Hazine’nin 10 yıllık (bileşik) faizi, yüzde 10.67 olmuştu.
Hazine 2 yıllık (bileşik) faizi yüzde 11.42’den, Pazartesi valörlü kağıtların faizi yüzde 11.37, 68 gün vadeli bononun (bileşik) faizi yüzde 10.55 idi.
Hazine en son 11 Temmuz’daki ihalesinde 2 yıllık gösterge tahvili ihraç etti. Vadesi 15.05.2019 olan bu tahvillerin (bileşik) faizi yüzde 11.62 bileşik oldu. Hazine 3.3 milyar TL borçlandı.
Kamunun geliri giderini karşılayamıyor. Bu nedenle Hazine borçlanmak zorunda. İlk 6 ayda Hazine geçen yıla göre daha fazla borçlandı. Hazine’nin iç piyasada borçlanması demek, reel ekonomiye, özel sektöre gidecek imkanların bir bölümünü kullanması demektir.
Yatırım ve üretim artacak
Bu yılın ilk yarısında hükümetin ekonomiyi canlandırma politikasını destekleyen bankalar imkanlarını zorlayarak kredi verdiler. Yılın ilk 6 ayında bankalardaki mevduat 134 milyar TL artarken, banka kredileri 186 milyar arttı.
Mevduat artışı yetersiz kalınca, bankalar; (1) Mevduatta verdikleri faizi yükseltmek zorunda kaldılar. (2) Mevduat dışı kaynaklara yöneldiler.
Bankalar iç piyasada TL cinsinden çok sayıda ve yüksek tutarlarda banka bonosu ihraç ettiler.

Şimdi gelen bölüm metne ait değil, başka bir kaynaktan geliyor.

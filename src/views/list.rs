use crate::{theme::Palette, types::Task};
use log::debug;
use ratatui::{
    layout::Margin,
    prelude::*,
    widgets::{Block, Borders, List, ListItem, ListState, Scrollbar, ScrollbarOrientation,
        ScrollbarState},
    Frame,
};
use unicode_width::{UnicodeWidthChar, UnicodeWidthStr};

const DELETE_GLYPH: &str = " ✕ ";
const CHECKBOX_WIDTH: u16 = 4;
const DELETE_WIDTH: u16 = 3;

/// Everything needed to draw one task, resolved against a palette.
#[derive(Debug, Clone, PartialEq, Eq)]
pub(crate) struct TaskRow {
    pub(crate) number: usize,
    pub(crate) text: String,
    pub(crate) done: bool,
    pub(crate) fg: Color,
    pub(crate) bg: Color,
}

pub(crate) fn build_rows(tasks: &[Task], palette: &Palette) -> Vec<TaskRow> {
    tasks
        .iter()
        .enumerate()
        .map(|(i, t)| {
            let (fg, bg) = if t.is_done() {
                (palette.done_fg, palette.done_bg)
            } else {
                (palette.default_fg, palette.list_bg)
            };
            TaskRow {
                number: i + 1,
                text: t.description.clone(),
                done: t.is_done(),
                fg,
                bg,
            }
        })
        .collect()
}

#[derive(Debug, Clone, Copy, PartialEq, Eq)]
pub(crate) enum RowHit {
    Toggle(usize),
    Delete(usize),
    Select(usize),
}

#[derive(Debug, Clone, Copy, PartialEq, Eq)]
pub(crate) enum Scroll {
    Up,
    Down,
    PageUp,
    PageDown,
    Top,
    Bottom,
}

/// The rendered task list. Rows are replaced wholesale on every rebuild.
#[derive(Debug, Default)]
pub(crate) struct TaskListView {
    rows: Vec<TaskRow>,
    state: ListState,
    extent: usize,
    area: Rect,
    rebuilds: u64,
}

impl TaskListView {
    pub(crate) fn rebuild(&mut self, rows: Vec<TaskRow>) {
        self.rows = rows;
        self.extent = self.rows.len();
        self.rebuilds += 1;
        let selected = match (self.state.selected(), self.rows.len()) {
            (_, 0) => None,
            (None, _) => Some(0),
            (Some(i), len) => Some(i.min(len - 1)),
        };
        self.state.select(selected);
        debug!("Rebuilt {} rows", self.extent);
    }

    #[cfg(test)]
    pub(crate) fn rows(&self) -> &[TaskRow] {
        &self.rows
    }

    #[cfg(test)]
    pub(crate) fn extent(&self) -> usize {
        self.extent
    }

    #[cfg(test)]
    pub(crate) fn rebuilds(&self) -> u64 {
        self.rebuilds
    }

    pub(crate) fn selected(&self) -> Option<usize> {
        self.state.selected()
    }

    pub(crate) fn select(&mut self, index: usize) {
        if index < self.rows.len() {
            self.state.select(Some(index));
        }
    }

    pub(crate) fn scroll(&mut self, scroll: Scroll) {
        let Some(last) = self.rows.len().checked_sub(1) else {
            return;
        };
        let page = usize::from(self.area.height.max(1));
        let current = self.state.selected().unwrap_or(0);
        let next = match scroll {
            Scroll::Up => current.saturating_sub(1),
            Scroll::Down => current + 1,
            Scroll::PageUp => current.saturating_sub(page),
            Scroll::PageDown => current + page,
            Scroll::Top => 0,
            Scroll::Bottom => last,
        };
        self.state.select(Some(next.min(last)));
    }

    /// Maps a screen position from the last render to a row control.
    pub(crate) fn row_at(&self, column: u16, row: u16) -> Option<RowHit> {
        let area = self.area;
        if column < area.x
            || column >= area.x + area.width
            || row < area.y
            || row >= area.y + area.height
        {
            return None;
        }
        let index = self.state.offset() + usize::from(row - area.y);
        if index >= self.rows.len() {
            return None;
        }
        let column = column - area.x;
        Some(if column < CHECKBOX_WIDTH {
            RowHit::Toggle(index)
        } else if column >= area.width.saturating_sub(DELETE_WIDTH) {
            RowHit::Delete(index)
        } else {
            RowHit::Select(index)
        })
    }

    pub(crate) fn render(&mut self, frame: &mut Frame, area: Rect, palette: &Palette) {
        let block = Block::default()
            .borders(Borders::ALL)
            .style(Style::default().fg(palette.title_fg).bg(palette.list_bg));
        self.area = block.inner(area);
        let width = usize::from(self.area.width);
        let items: Vec<ListItem> = self.rows.iter().map(|r| row_item(r, width)).collect();
        let list = List::new(items)
            .block(block)
            .highlight_style(Style::default().add_modifier(Modifier::BOLD | Modifier::REVERSED));
        frame.render_stateful_widget(list, area, &mut self.state);

        let mut scrollbar = ScrollbarState::new(self.extent).position(self.state.offset());
        frame.render_stateful_widget(
            Scrollbar::default().orientation(ScrollbarOrientation::VerticalRight),
            area.inner(&Margin {
                vertical: 1,
                horizontal: 0,
            }),
            &mut scrollbar,
        );
    }
}

fn row_item(row: &TaskRow, width: usize) -> ListItem<'static> {
    let base = Style::default().fg(row.fg).bg(row.bg);
    let text_style = if row.done {
        base.add_modifier(Modifier::CROSSED_OUT)
    } else {
        base
    };
    let checkbox = if row.done { "[x] " } else { "[ ] " };
    let room = width.saturating_sub(usize::from(CHECKBOX_WIDTH + DELETE_WIDTH));
    let text = truncate_with_ellipsis(&row.text, room);
    let used = checkbox.width() + text.width() + DELETE_GLYPH.width();
    let padding = " ".repeat(width.saturating_sub(used));
    let line = Line::from(vec![
        Span::styled(checkbox, base),
        Span::styled(text, text_style),
        Span::styled(padding, base),
        Span::styled(DELETE_GLYPH, base.fg(Color::Rgb(0x80, 0x00, 0x00))),
    ]);
    ListItem::new(line).style(base)
}

/// Cuts `text` to at most `max_width` terminal columns, marking the cut with `…`.
fn truncate_with_ellipsis(text: &str, max_width: usize) -> String {
    if text.width() <= max_width {
        return text.to_string();
    }
    if max_width == 0 {
        return String::new();
    }
    let mut truncated = String::new();
    let mut used = 0;
    for ch in text.chars() {
        let next = used + ch.width().unwrap_or(0);
        if next + 1 > max_width {
            break;
        }
        truncated.push(ch);
        used = next;
    }
    truncated.push('…');
    truncated
}
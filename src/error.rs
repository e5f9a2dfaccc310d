use std::{fmt::Display, io::Error as IOError};

#[derive(Debug)]
pub(crate) enum Error {
    Io(IOError),
    Config(String),
    InvalidTheme(String),
    Command(String),
}

pub(crate) type Result<T> = std::result::Result<T, Error>;

impl From<IOError> for Error {
    fn from(value: IOError) -> Self {
        Error::Io(value)
    }
}

impl From<xdg::BaseDirectoriesError> for Error {
    fn from(value: xdg::BaseDirectoriesError) -> Self {
        Error::Config(format!("Could not locate XDG directories: {value}"))
    }
}

impl From<toml::de::Error> for Error {
    fn from(value: toml::de::Error) -> Self {
        Error::Config(format!("Invalid config file: {value}"))
    }
}

impl Display for Error {
    fn fmt(&self, f: &mut std::fmt::Formatter<'_>) -> std::fmt::Result {
        match self {
            Error::Io(e) => write!(f, "I/O error: {e}"),
            Error::Config(msg) => write!(f, "{msg}"),
            Error::InvalidTheme(name) => write!(f, "Unknown theme '{name}'"),
            Error::Command(msg) => write!(f, "{msg}"),
        }
    }
}

impl std::error::Error for Error {}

Halkbank 175 gün vadeli bonoyu yüzde 14.35 bileşik faizle, Garanti Bankası 166 gün vadeli bonoyu yüzde 14.38 bileşik faizle, Turkishbank 179 gün vadeli bonoyu yüzde 14.39 bileşik faizle ihraç etti.
Bankalar iç kaynakların yetersizliği nedeniyle dışarıdan borçlanmaya devam ediyorlar. En son (29.6.2017) İş Bankası 11 yıllık 500 milyon dolarlık bir ihraç yaptı. Faizi dolar olarak yüzde 7. Daha önce (14.6.2017) Yapı Kredi 500 milyon dolar tutarında 7 yıllık ihraç yaptı. Faiz yüzde 5.85 oldu.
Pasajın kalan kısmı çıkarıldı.